CORPS ÉTRANGERS

La procédure de discrimination repose sur un exercice paresseux de classification : elle ne s’attache qu’à des traits aisément identifiables (aux yeux de celui qui l'applique bien entendu) et impose une version stéréotypée du corps largement imaginaire.

La différence se mue en stigmate.


Le corps étranger devient le corps étrange. La présence de l’Autre se réduit à celle des indices morphologiques qui le désignent. Le corps n’est plus cet objet façonné par l’histoire personnelle de l’individu au sein d’une société et d’une culture, mais un inéluctable fait sociétal commandé par les lois de la biologie. Les conditions d’existence de l’homme sont les produits inaltérables de son corps. La manière de vivre est le simple déploiement moral d’une prescription anatomique.

Les différences physiques entre les groupes renvoient à des différences intellectuelles et morales, elles se muent en principe d’explication de l’inégalité sociale et culturelle ou en justification de la haine raciale. N’habitant pas les mêmes corps, les hommes ne peuvent habiter le même monde et prétendre à son égard aux mêmes prérogatives.
Tout se passe comme si le sentiment de l’infériorité de l’Autre ou son aversion ne pouvait se satisfaire de la seule dimension morale et qu’elle devait chercher une légitimité dans sa chair, son apparence ou ses traits sensoriels, pour le disqualifier enfin tout entier.

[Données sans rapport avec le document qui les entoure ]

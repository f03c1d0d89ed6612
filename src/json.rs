//! Pluggable json decoding for the `json` type.

use crate::Value;
use std::{
    fmt,
    panic::{self, AssertUnwindSafe},
    sync::Arc,
};

/// A json decoder, the equivalent of a decoding module.
pub trait JsonDecoder: Send + Sync {
    /// Decode a document. The returned value must be json-representable
    /// (see [`Value::to_json`]) for the conversion to succeed.
    fn decode(&self, src: &str) -> Result<Value, String>;
}

impl fmt::Debug for dyn JsonDecoder {
    fn fmt(&self, f: &mut fmt::Formatter) -> fmt::Result {
        f.write_str("JsonDecoder")
    }
}

/// The default decoder, backed by `serde_json`
#[derive(Clone, Copy, Debug, Default)]
pub struct SerdeJson;

impl JsonDecoder for SerdeJson {
    fn decode(&self, src: &str) -> Result<Value, String> {
        serde_json::from_str::<serde_json::Value>(src)
            .map(Value::Json)
            .map_err(|err| err.to_string())
    }
}

type DecodeFn = dyn Fn(&str) -> Result<Value, String> + Send + Sync;
type ApplyFn = dyn Fn(&str, &[Value]) -> Result<Value, String> + Send + Sync;

/// How a `json` conversion decodes its input.
///
/// An engine which panics is treated like one which returned an error.
#[derive(Clone)]
pub enum JsonEngine {
    /// A function of the document
    Function(Arc<DecodeFn>),
    /// A decoder
    Decoder(Arc<dyn JsonDecoder>),
    /// A function of the document and some extra arguments, which are passed after it
    Apply {
        /// The function
        function: Arc<ApplyFn>,
        /// Extra arguments
        args: Vec<Value>,
    },
}

impl JsonEngine {
    /// An engine calling this function
    pub fn function(f: impl Fn(&str) -> Result<Value, String> + Send + Sync + 'static) -> Self {
        Self::Function(Arc::new(f))
    }

    /// An engine calling this decoder
    pub fn decoder(decoder: impl JsonDecoder + 'static) -> Self {
        Self::Decoder(Arc::new(decoder))
    }

    /// An engine calling this function with extra arguments
    pub fn apply(
        function: impl Fn(&str, &[Value]) -> Result<Value, String> + Send + Sync + 'static,
        args: impl IntoIterator<Item = Value>,
    ) -> Self {
        Self::Apply {
            function: Arc::new(function),
            args: args.into_iter().collect(),
        }
    }

    /// Decode a document into a json value
    pub fn decode(&self, src: &str) -> Result<serde_json::Value, String> {
        let result = panic::catch_unwind(AssertUnwindSafe(|| match self {
            Self::Function(function) => function(src),
            Self::Decoder(decoder) => decoder.decode(src),
            Self::Apply { function, args } => function(src, args),
        }))
        .map_err(|payload| panic_message(payload.as_ref()))?;

        let value = result?;
        value
            .to_json()
            .ok_or_else(|| "engine returned a value which is not json".to_owned())
    }
}

impl Default for JsonEngine {
    fn default() -> Self {
        Self::Decoder(Arc::new(SerdeJson))
    }
}

impl fmt::Debug for JsonEngine {
    fn fmt(&self, f: &mut fmt::Formatter) -> fmt::Result {
        match self {
            Self::Function(_) => f.write_str("Function(..)"),
            Self::Decoder(decoder) => f.debug_tuple("Decoder").field(decoder).finish(),
            Self::Apply { args, .. } => f
                .debug_struct("Apply")
                .field("args", args)
                .finish_non_exhaustive(),
        }
    }
}

fn panic_message(payload: &(dyn std::any::Any + Send)) -> String {
    if let Some(msg) = payload.downcast_ref::<&str>() {
        format!("engine panicked: {msg}")
    } else if let Some(msg) = payload.downcast_ref::<String>() {
        format!("engine panicked: {msg}")
    } else {
        "engine panicked".to_owned()
    }
}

L'étranger est gênant par cela qu'il est celui qui dévie, celui qui sort du probable et du connu, celui qui outrepasse la norme en tous domaines : différence par rapport à un moule, à un modèle ; différence qui renvoie à un autre que le sien, et du même coup met en doute l'ordre du soi, l'ordre du même, donnant libre cours à tous les possibles ; l'étranger met en péril les certitudes.